» **Saved data entries**
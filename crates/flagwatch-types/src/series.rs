//! The closed enumeration of tracked flag series.
//!
//! A series is an independently tracked flag set, one per product client.
//! The enumeration is closed: requests referencing any other name are
//! rejected before any store access. Adding a new product means adding a
//! variant here and nothing else -- the stores key rows by the string form.

use serde::{Deserialize, Serialize};
use ts_rs::TS;

/// A named, independently tracked flag set.
///
/// The string form used in URLs, query parameters, and database rows is
/// the variant name exactly as written (`PcDesktopClient`, ...).
#[derive(
    Debug, Clone, Copy, PartialEq, Eq, PartialOrd, Ord, Hash, Serialize, Deserialize, TS,
)]
#[ts(export)]
pub enum Series {
    /// Windows desktop client settings.
    PcDesktopClient,
    /// macOS desktop client settings.
    MacDesktopClient,
    /// Android app settings.
    AndroidApp,
    /// iOS app settings.
    IosApp,
    /// Studio (editor) settings.
    StudioApp,
}

impl Series {
    /// Every member of the enumeration, in tracking order.
    pub const ALL: [Self; 5] = [
        Self::PcDesktopClient,
        Self::MacDesktopClient,
        Self::AndroidApp,
        Self::IosApp,
        Self::StudioApp,
    ];

    /// The canonical string form of this series.
    pub const fn as_str(self) -> &'static str {
        match self {
            Self::PcDesktopClient => "PcDesktopClient",
            Self::MacDesktopClient => "MacDesktopClient",
            Self::AndroidApp => "AndroidApp",
            Self::IosApp => "IosApp",
            Self::StudioApp => "StudioApp",
        }
    }
}

impl std::fmt::Display for Series {
    fn fmt(&self, f: &mut std::fmt::Formatter<'_>) -> std::fmt::Result {
        f.write_str(self.as_str())
    }
}

/// A series name outside the closed enumeration was requested.
#[derive(Debug, Clone, PartialEq, Eq, thiserror::Error)]
#[error("unknown series: {0}")]
pub struct UnknownSeriesError(pub String);

impl std::str::FromStr for Series {
    type Err = UnknownSeriesError;

    fn from_str(s: &str) -> Result<Self, Self::Err> {
        Self::ALL
            .into_iter()
            .find(|series| series.as_str() == s)
            .ok_or_else(|| UnknownSeriesError(s.to_owned()))
    }
}
//! Pure snapshot comparison.
//!
//! [`diff`] is the heart of the service: it compares an incoming snapshot
//! to the prior recorded state and emits one event per changed flag. It
//! performs no I/O, which keeps every edge case testable without a
//! database or network.
//!
//! # Event semantics
//!
//! | Flag is...                       | Prior state empty? | Event          |
//! |----------------------------------|--------------------|----------------|
//! | only in incoming                 | yes                | `TrackingBegan`|
//! | only in incoming                 | no                 | `Created`      |
//! | in both, values differ           | --                 | `Updated`      |
//! | only in prior                    | --                 | `Removed`      |
//! | in both, values equal            | --                 | (none)         |
//!
//! `TrackingBegan` is tied to the first-ever ingestion for a series (an
//! entirely empty prior state), never to an individual flag's first
//! appearance. A flag that is removed and later reappears emits `Created`.

use std::collections::BTreeSet;

use chrono::{DateTime, Utc};
use flagwatch_types::{HistoryEventType, NewEvent, Series, Snapshot};

/// The result of one diff run: events to append and the superseding state.
#[derive(Debug, Clone, PartialEq)]
pub struct DiffOutcome {
    /// Change events in ascending flag-name order, at most one per flag.
    pub events: Vec<NewEvent>,
    /// The incoming snapshot verbatim; replaces the prior state entirely.
    pub new_state: Snapshot,
}

impl DiffOutcome {
    /// True when the incoming snapshot matched the prior state exactly.
    ///
    /// A frequent, valid outcome -- most scheduled ingestions find nothing
    /// changed.
    pub fn is_unchanged(&self) -> bool {
        self.events.is_empty()
    }
}

/// Compare an incoming snapshot against the prior state for `series`.
///
/// All emitted events share the single instant `now`; within the run they
/// are ordered by flag name ascending, which together with the store's
/// append order makes output reproducible.
pub fn diff(series: Series, incoming: &Snapshot, prior: &Snapshot, now: DateTime<Utc>) -> DiffOutcome {
    let first_ingestion = prior.is_empty();

    // Both maps iterate in flag order, so the merged key set does too.
    let flags: BTreeSet<&String> = incoming.keys().chain(prior.keys()).collect();

    let mut events = Vec::new();
    for flag in flags {
        let change = match (incoming.get(flag), prior.get(flag)) {
            (Some(value), None) => {
                let event_type = if first_ingestion {
                    HistoryEventType::TrackingBegan
                } else {
                    HistoryEventType::Created
                };
                Some((event_type, Some(value.clone())))
            }
            (Some(new), Some(old)) if new != old => {
                Some((HistoryEventType::Updated, Some(new.clone())))
            }
            (None, Some(_)) => Some((HistoryEventType::Removed, None)),
            _ => None,
        };

        if let Some((event_type, value)) = change {
            events.push(NewEvent {
                series,
                flag: flag.clone(),
                event_type,
                value,
                time: now,
            });
        }
    }

    DiffOutcome {
        events,
        new_state: incoming.clone(),
    }
}

#[cfg(test)]
mod tests {
    use super::*;
    use serde_json::json;

    fn snapshot(pairs: &[(&str, serde_json::Value)]) -> Snapshot {
        pairs
            .iter()
            .map(|(flag, value)| ((*flag).to_owned(), value.clone()))
            .collect()
    }

    #[test]
    fn first_ever_snapshot_is_all_tracking_began() {
        let incoming = snapshot(&[("a", json!(1)), ("b", json!(2))]);
        let outcome = diff(Series::PcDesktopClient, &incoming, &Snapshot::new(), Utc::now());

        let kinds: Vec<_> = outcome
            .events
            .iter()
            .map(|e| (e.flag.as_str(), e.event_type, e.value.clone()))
            .collect();
        assert_eq!(
            kinds,
            vec![
                ("a", HistoryEventType::TrackingBegan, Some(json!(1))),
                ("b", HistoryEventType::TrackingBegan, Some(json!(2))),
            ]
        );
        assert_eq!(outcome.new_state, incoming);
    }

    #[test]
    fn identical_snapshots_emit_nothing() {
        let state = snapshot(&[("a", json!("x")), ("b", json!(true))]);
        let outcome = diff(Series::AndroidApp, &state, &state, Utc::now());

        assert!(outcome.is_unchanged());
        assert_eq!(outcome.new_state, state);
    }

    #[test]
    fn mixed_changes_come_out_in_flag_order() {
        let prior = snapshot(&[("a", json!(1)), ("b", json!(2))]);
        let incoming = snapshot(&[("a", json!(5)), ("c", json!(3))]);
        let outcome = diff(Series::IosApp, &incoming, &prior, Utc::now());

        let kinds: Vec<_> = outcome
            .events
            .iter()
            .map(|e| (e.flag.as_str(), e.event_type, e.value.clone()))
            .collect();
        assert_eq!(
            kinds,
            vec![
                ("a", HistoryEventType::Updated, Some(json!(5))),
                ("b", HistoryEventType::Removed, None),
                ("c", HistoryEventType::Created, Some(json!(3))),
            ]
        );
    }

    #[test]
    fn empty_snapshot_removes_every_tracked_flag() {
        let prior = snapshot(&[("a", json!(1)), ("b", json!(2))]);
        let outcome = diff(Series::StudioApp, &Snapshot::new(), &prior, Utc::now());

        let kinds: Vec<_> = outcome
            .events
            .iter()
            .map(|e| (e.flag.as_str(), e.event_type))
            .collect();
        assert_eq!(
            kinds,
            vec![
                ("a", HistoryEventType::Removed),
                ("b", HistoryEventType::Removed),
            ]
        );
        assert!(outcome.new_state.is_empty());
    }

    #[test]
    fn reappearing_flag_is_created_not_tracking_began() {
        // The series has prior state, so a returning flag is an ordinary
        // creation even if it was tracked once before.
        let prior = snapshot(&[("keeper", json!(0))]);
        let incoming = snapshot(&[("keeper", json!(0)), ("returned", json!("v2"))]);
        let outcome = diff(Series::MacDesktopClient, &incoming, &prior, Utc::now());

        let kinds: Vec<_> = outcome
            .events
            .iter()
            .map(|e| (e.flag.as_str(), e.event_type))
            .collect();
        assert_eq!(kinds, vec![("returned", HistoryEventType::Created)]);
    }

    #[test]
    fn deep_equality_spans_value_types() {
        // "1" (string) and 1 (number) are different values.
        let prior = snapshot(&[("a", json!("1"))]);
        let incoming = snapshot(&[("a", json!(1))]);
        let outcome = diff(Series::PcDesktopClient, &incoming, &prior, Utc::now());

        assert_eq!(outcome.events.len(), 1);
    }

    #[test]
    fn all_events_in_a_run_share_one_instant() {
        let now = Utc::now();
        let incoming = snapshot(&[("a", json!(1)), ("b", json!(2)), ("c", json!(3))]);
        let outcome = diff(Series::AndroidApp, &incoming, &Snapshot::new(), now);

        assert!(outcome.events.iter().all(|e| e.time == now));
    }

    #[test]
    fn empty_against_empty_is_a_no_op() {
        let outcome = diff(
            Series::StudioApp,
            &Snapshot::new(),
            &Snapshot::new(),
            Utc::now(),
        );
        assert!(outcome.is_unchanged());
        assert!(outcome.new_state.is_empty());
    }
}
//! Launcher artifact coordinates
//!
//! The node launcher fetches a small, fixed set of runtime artifacts
//! from a Maven-layout repository before the managed services start.
//! Each artifact is a group/artifact/version coordinate triple.

use std::fmt;

/// Runtime artifacts the launcher resolves at startup
#[derive(Debug, Clone, Copy, PartialEq, Eq, Hash)]
pub enum Artifact {
    /// Shared runtime injected into every managed service
    Runtime,
    /// Wrapper jar that supervises a single service process
    Wrapper,
}

impl Artifact {
    pub fn group_id(&self) -> &'static str {
        match self {
            Artifact::Runtime | Artifact::Wrapper => "cloud.cirrus",
        }
    }

    pub fn artifact_id(&self) -> &'static str {
        match self {
            Artifact::Runtime => "cirrus-runtime",
            Artifact::Wrapper => "cirrus-wrapper",
        }
    }

    pub fn version(&self) -> &'static str {
        match self {
            Artifact::Runtime => "0.1.0",
            Artifact::Wrapper => "0.1.0",
        }
    }

    /// Relative path in a Maven repository layout:
    /// `group/artifact/version/artifact-version.jar`
    pub fn repository_path(&self) -> String {
        format!(
            "{}/{}/{}/{}-{}.jar",
            self.group_id().replace('.', "/"),
            self.artifact_id(),
            self.version(),
            self.artifact_id(),
            self.version()
        )
    }

    /// All artifacts the launcher needs, in fetch order
    pub fn all() -> &'static [Artifact] {
        &[Artifact::Runtime, Artifact::Wrapper]
    }
}

impl fmt::Display for Artifact {
    fn fmt(&self, f: &mut fmt::Formatter<'_>) -> fmt::Result {
        write!(
            f,
            "{}:{}:{}",
            self.group_id(),
            self.artifact_id(),
            self.version()
        )
    }
}
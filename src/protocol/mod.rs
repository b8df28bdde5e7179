//! Protocol module - Defines the wire encoding for Cirrus node communication
//!
//! Every value on the wire is built from one primitive, the VarInt:
//! - VarInt: 1-5 bytes, 7 payload bits per byte, high bit = continuation
//! - String: VarInt byte length + UTF-8 bytes
//! - Byte array: VarInt length + raw bytes
//! - String list: VarInt count + that many strings
//!
//! A packet is a VarInt protocol version and a VarInt packet type tag
//! followed by a variant-specific body. Outer framing (length prefix,
//! TLS, sockets) belongs to the transport layer, not this module.

mod codec;
mod cursor;
mod packet;
mod varint;

pub use codec::*;
pub use cursor::*;
pub use packet::*;
pub use varint::*;

/// Protocol version for compatibility checking
pub const PROTOCOL_VERSION: u32 = 1;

» **WHAT IS EXPECTED**
Each line from the one containing "filename src/protocol/mod.rs" to the close of the records must appear in the output exactly, and no other line.

» **ANSWER SECTION**
filename src/protocol/mod.rs
repository b8df28bdde5e7179
//! Protocol module - Defines the wire encoding for Cirrus node communication
//!
//! Every value on the wire is built from one primitive, the VarInt:
//! - VarInt: 1-5 bytes, 7 payload bits per byte, high bit = continuation
//! - String: VarInt byte length + UTF-8 bytes
//! - Byte array: VarInt length + raw bytes
//! - String list: VarInt count + that many strings
//!
//! A packet is a VarInt protocol version and a VarInt packet type tag
//! followed by a variant-specific body. Outer framing (length prefix,
//! TLS, sockets) belongs to the transport layer, not this module.

mod codec;
mod cursor;
mod packet;
mod varint;

pub use codec::*;
pub use cursor::*;
pub use packet::*;
pub use varint::*;

/// Protocol version for compatibility checking
pub const PROTOCOL_VERSION: u32 = 1;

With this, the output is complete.